Uncertainty generated by last night’s debate could weigh heavily on the markets as we close out a dismal month. Talks of a new economic stimulus bill are ongoing, but there haven’t been many signs of progress. With so much uncertainty looming, it’s a good reminder to maintain diversification in your portfolio, including some defensive positions.
Consumer staples stocks can provide an important defensive aspect to protect your portfolio in uncertain times. Consumer staples products include household goods, food, beverages, hygiene products and other items that consumers are unwilling or unable to eliminate from their budgets, even in times of financial trouble. The tobacco industry has been a consumer staples darling to investors for much of its history. However, declining use of conventional tobacco products has taken a toll on the industry, but the market may be overlooking some important information.

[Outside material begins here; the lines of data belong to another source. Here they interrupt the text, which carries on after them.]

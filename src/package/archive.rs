use std::io::Read;
use std::path::PathBuf;

use flate2::read::GzDecoder;
use sha2::{Digest, Sha256};
use tar::Archive;

use crate::error::{PetError, Result};

/// Where release archive bytes come from.
#[derive(Debug, Clone)]
pub enum ArchiveSource {
    File(PathBuf),
    Download(String),
}

impl ArchiveSource {
    pub fn fetch(&self) -> Result<Vec<u8>> {
        match self {
            Self::File(path) => {
                let bytes = std::fs::read(path)?;
                tracing::debug!(path = %path.display(), bytes = bytes.len(), "read archive");
                Ok(bytes)
            }
            Self::Download(url) => download(url),
        }
    }
}

/// Lowercase hex SHA-256 of `data`.
pub fn sha256_hex(data: &[u8]) -> String {
    hex::encode(Sha256::digest(data))
}

/// Contents of the first regular file in the gzip tarball whose final path
/// component is `name`.
pub fn find_binary(archive: &[u8], name: &str) -> Result<Option<Vec<u8>>> {
    let mut tar = Archive::new(GzDecoder::new(archive));
    for entry in tar.entries()? {
        let mut entry = entry?;
        if !entry.header().entry_type().is_file() {
            continue;
        }
        let matches = entry
            .path()?
            .file_name()
            .map(|f| f.to_string_lossy() == name)
            .unwrap_or(false);
        if matches {
            let mut data = Vec::new();
            entry.read_to_end(&mut data)?;
            return Ok(Some(data));
        }
    }
    Ok(None)
}

#[cfg(feature = "download")]
fn download(url: &str) -> Result<Vec<u8>> {
    let fail = |e: reqwest::Error| PetError::Download {
        url: url.to_string(),
        message: e.to_string(),
    };
    tracing::info!(url, "downloading release archive");
    let client = reqwest::blocking::Client::builder()
        .timeout(std::time::Duration::from_secs(120))
        .user_agent(concat!("terminal-pet/", env!("CARGO_PKG_VERSION")))
        .build()
        .map_err(fail)?;
    let response = client
        .get(url)
        .send()
        .and_then(|r| r.error_for_status())
        .map_err(fail)?;
    let bytes = response.bytes().map_err(fail)?;
    Ok(bytes.to_vec())
}

#[cfg(not(feature = "download"))]
fn download(url: &str) -> Result<Vec<u8>> {
    Err(PetError::Download {
        url: url.to_string(),
        message: "built without the `download` feature".into(),
    })
}

#[cfg(test)]
mod tests {
    use super::*;
    use crate::package::test_support::tarball;

    #[test]
    fn sha256_of_empty_input() {
        assert_eq!(
            sha256_hex(b""),
            "e3b0c44298fc1c149afbf4c8996fb92427ae41e4649b934ca495991b7852b855"
        );
    }

    #[test]
    fn finds_binary_at_any_depth() {
        let archive = tarball(&[
            ("README.md", "readme"),
            ("terminal-pet-v0.1.0/terminal-pet", "\x7fELF"),
        ]);
        let found = find_binary(&archive, "terminal-pet").unwrap();
        assert_eq!(found.as_deref(), Some(&b"\x7fELF"[..]));
    }

    #[test]
    fn missing_binary_is_none() {
        let archive = tarball(&[("README.md", "readme")]);
        assert!(find_binary(&archive, "terminal-pet").unwrap().is_none());
    }

    #[test]
    fn garbage_is_an_error() {
        assert!(find_binary(b"definitely not gzip", "terminal-pet").is_err());
    }

    #[test]
    fn file_source_reads_bytes() {
        let dir = tempfile::tempdir().unwrap();
        let path = dir.path().join("a.tar.gz");
        std::fs::write(&path, b"abc").unwrap();
        assert_eq!(ArchiveSource::File(path).fetch().unwrap(), b"abc");
    }

    #[test]
    fn unreachable_url_is_a_download_error() {
        let url = "https://127.0.0.1:9/terminal-pet-v0.1.0.tar.gz";
        match ArchiveSource::Download(url.into()).fetch() {
            Err(PetError::Download { url: failed, .. }) => assert_eq!(failed, url),
            other => panic!("expected a download error, got {:?}", other.map(|b| b.len())),
        }
    }
}
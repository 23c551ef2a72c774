//! ASCII-art animation of the pet.

pub mod live;

use std::io::Write;
use std::thread;
use std::time::Duration;

use crate::pet::Mood;

pub use live::run_loop;

/// Clear the screen and move the cursor home.
pub const CLEAR_SCREEN: &str = "\x1B[2J\x1B[1;1H";

/// How many frames one rendering pass shows, cycling through the set.
pub const FRAMES_PER_PASS: usize = 4;

const HAPPY: &[&str] = &[
    "\n ∧＿∧\n ( ◕‿◕)    ♥\n /つ🍪⊂\\\n しーーーJ\n",
    "\n ∧＿∧\n ( ◕‿◕)    ♥\n /つ  ⊂\\\n しーーーJ\n",
];

const SAD: &[&str] = &["\n ∧＿∧\n ( ；‿；)    ☁\n /つ   ⊂\\\n しーーーJ\n"];

const SCARED: &[&str] = &[
    "\n ∧＿∧\n ( ⊙﹏⊙)    !!\n /つ   ⊂\\\n しーーーJ\n",
    "\n  ∧＿∧\n ( ⊙﹏⊙)   !!\n /つ   ⊂\\\n しーーーJ\n",
];

const SLEEPING: &[&str] = &[
    "\n ∧＿∧\n ( －‿－)    z\n /つ   ⊂\\\n しーーーJ\n",
    "\n ∧＿∧\n ( －‿－)    zZ\n /つ   ⊂\\\n しーーーJ\n",
];

const NEUTRAL: &[&str] = &["\n ∧＿∧\n ( ◕‿◕)\n /つ   ⊂\\\n しーーーJ\n"];

pub const EXIT_FRAMES: &[&str] = &[
    "\n ∧＿∧\n ( ◡‿◡)    Bye\n /つ   ⊂\\\n しーーーJ\n",
    "\n  ∧＿∧\n ( ；_；)    Bye\n /つ   ⊂\\\n しーーーJ\n",
];

/// Animation frames for a mood.
pub fn frames(mood: Mood) -> &'static [&'static str] {
    match mood {
        Mood::Happy => HAPPY,
        Mood::Sad => SAD,
        Mood::Scared => SCARED,
        Mood::Sleeping => SLEEPING,
        Mood::Neutral => NEUTRAL,
    }
}

/// Play `frames` for one pass, clearing the screen before each frame.
pub fn play<W: Write>(out: &mut W, frames: &[&str], delay: Duration) -> std::io::Result<()> {
    for frame in frames.iter().cycle().take(FRAMES_PER_PASS) {
        write!(out, "{}", CLEAR_SCREEN)?;
        writeln!(out, "{}", frame)?;
        out.flush()?;
        if !delay.is_zero() {
            thread::sleep(delay);
        }
    }
    Ok(())
}

pub fn render_once<W: Write>(out: &mut W, mood: Mood, delay: Duration) -> std::io::Result<()> {
    play(out, frames(mood), delay)
}

#[cfg(test)]
mod tests {
    use super::*;

    #[test]
    fn every_mood_has_frames() {
        for mood in [
            Mood::Happy,
            Mood::Neutral,
            Mood::Sad,
            Mood::Sleeping,
            Mood::Scared,
        ] {
            assert!(!frames(mood).is_empty(), "{mood} has no frames");
        }
    }

    #[test]
    fn render_once_cycles_four_frames() {
        let mut out = Vec::new();
        render_once(&mut out, Mood::Happy, Duration::ZERO).unwrap();
        let text = String::from_utf8(out).unwrap();
        assert_eq!(text.matches(CLEAR_SCREEN).count(), FRAMES_PER_PASS);
        assert_eq!(text.matches('🍪').count(), 2);
    }

    #[test]
    fn sad_pet_shows_cloud() {
        let mut out = Vec::new();
        render_once(&mut out, Mood::Sad, Duration::ZERO).unwrap();
        assert!(String::from_utf8(out).unwrap().contains('☁'));
    }
}
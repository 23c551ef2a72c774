pub mod console;
pub mod json;

use std::path::PathBuf;

use chrono::{DateTime, Utc};
use serde::{Deserialize, Serialize};

use crate::error::Result;
use crate::package::CheckReport;
use crate::pet::{Event, PetState};

/// Output format selection.
#[derive(Debug, Clone, Copy, PartialEq, Eq, Serialize, Deserialize)]
#[serde(rename_all = "lowercase")]
pub enum OutputFormat {
    Console,
    Json,
}

impl OutputFormat {
    pub fn from_str_lenient(s: &str) -> Option<Self> {
        match s.to_lowercase().as_str() {
            "console" | "text" => Some(Self::Console),
            "json" => Some(Self::Json),
            _ => None,
        }
    }
}

/// What `status` reports about the pet.
#[derive(Debug, Clone, Serialize, Deserialize)]
pub struct StatusReport {
    #[serde(flatten)]
    pub state: PetState,
    /// False when no state file exists yet and the pet is brand new.
    pub persisted: bool,
    pub last_event: Option<Event>,
    pub updated_at: Option<DateTime<Utc>>,
    pub state_file: PathBuf,
}

pub fn render_status(report: &StatusReport, format: OutputFormat) -> Result<String> {
    match format {
        OutputFormat::Console => Ok(console::render_status(report)),
        OutputFormat::Json => json::render(report),
    }
}

pub fn render_check_report(report: &CheckReport, format: OutputFormat) -> Result<String> {
    match format {
        OutputFormat::Console => Ok(console::render_check_report(report)),
        OutputFormat::Json => json::render(report),
    }
}
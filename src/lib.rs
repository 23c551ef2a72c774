//! terminal-pet — a tiny terminal pet that reacts to your git activity.
//!
//! Events (commits, test runs, merge conflicts, ...) change the pet's mood,
//! energy and XP. State lives in a JSON file under `~/.terminal-pet`; git
//! hooks feed events automatically. The crate also ships the tooling for its
//! own release formula: render, verify and install from a release archive.
//!
//! # Quick Start
//!
//! ```no_run
//! use terminal_pet::storage::Store;
//!
//! let store = Store::resolve(None);
//! let saved = terminal_pet::record_event(&store, "commit").unwrap();
//! println!("Mood: {}, XP: {}", saved.mood, saved.xp);
//! ```

pub mod config;
pub mod error;
pub mod hooks;
pub mod install;
pub mod output;
pub mod package;
pub mod pet;
pub mod render;
pub mod storage;

use std::path::Path;

use error::Result;
use output::StatusReport;
use package::{ArchiveSource, CheckEngine, CheckReport, PackageDescriptor};
use pet::Event;
use storage::{PersistedPet, Store};

/// Apply a named event to the persisted pet and save the result.
///
/// Unreadable state is replaced by a fresh pet rather than blocking the event.
pub fn record_event(store: &Store, name: &str) -> Result<PersistedPet> {
    let event: Event = name.parse()?;
    let mut state = store.load_or_new();
    state.apply_event(event);
    let persisted = PersistedPet::from_state(&state, Some(event));
    store.save(&persisted)?;
    Ok(persisted)
}

/// Current pet status for display.
pub fn status(store: &Store) -> StatusReport {
    let persisted = match store.load() {
        Ok(p) => p,
        Err(e) => {
            tracing::warn!(error = %e, "ignoring unreadable pet state");
            None
        }
    };
    StatusReport {
        state: persisted
            .as_ref()
            .map(PersistedPet::to_state)
            .unwrap_or_default(),
        persisted: persisted.is_some(),
        last_event: persisted.as_ref().and_then(|p| p.last_event),
        updated_at: persisted.as_ref().and_then(|p| p.updated_at),
        state_file: store.state_path(),
    }
}

/// Read and parse a formula file.
pub fn load_formula(path: &Path) -> Result<PackageDescriptor> {
    let text = std::fs::read_to_string(path)?;
    package::formula::parse(&text)
}

/// Run all package checks for a formula, optionally against an archive.
pub fn check_formula(path: &Path, source: Option<&ArchiveSource>) -> Result<CheckReport> {
    let descriptor = load_formula(path)?;
    let archive = source.map(ArchiveSource::fetch).transpose()?;
    Ok(CheckEngine::new().run(&descriptor, archive.as_deref()))
}

/// Install the binary described by a formula into `bin_dir`.
///
/// Without an explicit archive the formula's URL is downloaded.
pub fn install_formula(
    path: &Path,
    archive: Option<&Path>,
    bin_dir: &Path,
) -> Result<std::path::PathBuf> {
    let descriptor = load_formula(path)?;
    let source = match archive {
        Some(p) => ArchiveSource::File(p.to_path_buf()),
        None => ArchiveSource::Download(descriptor.url.clone()),
    };
    let bytes = source.fetch()?;
    package::install(&descriptor, &bytes, bin_dir)
}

British American Tobacco (BTI) share price has declined 19% over the past three months amidst a slide for the entire industry. But the company’s financial’s over the long term look respectable enough to suggest that in this case, the baby may have gotten thrown out with the bathwater.
The company’s ROE is predicted to rise 12% over the next three years. Return on equity for BTI is currently 9.4%. Furthermore, BTI has paid dividends for at least ten years which means the company is serious about sharing profits with its shareholders. Currently BTI pays a nice 9.31% dividend yield.
Conventional tobacco will likely continue to drive the profits and the cash flow needed to support BTI’s dividend yield for at least the next ten years. However, tobacco companies know the long-term future hinges on electronic cigarettes and other next-generation products. British American may be the best-positioned tobacco company in emerging categories, given its Vype brand and Vuse investment.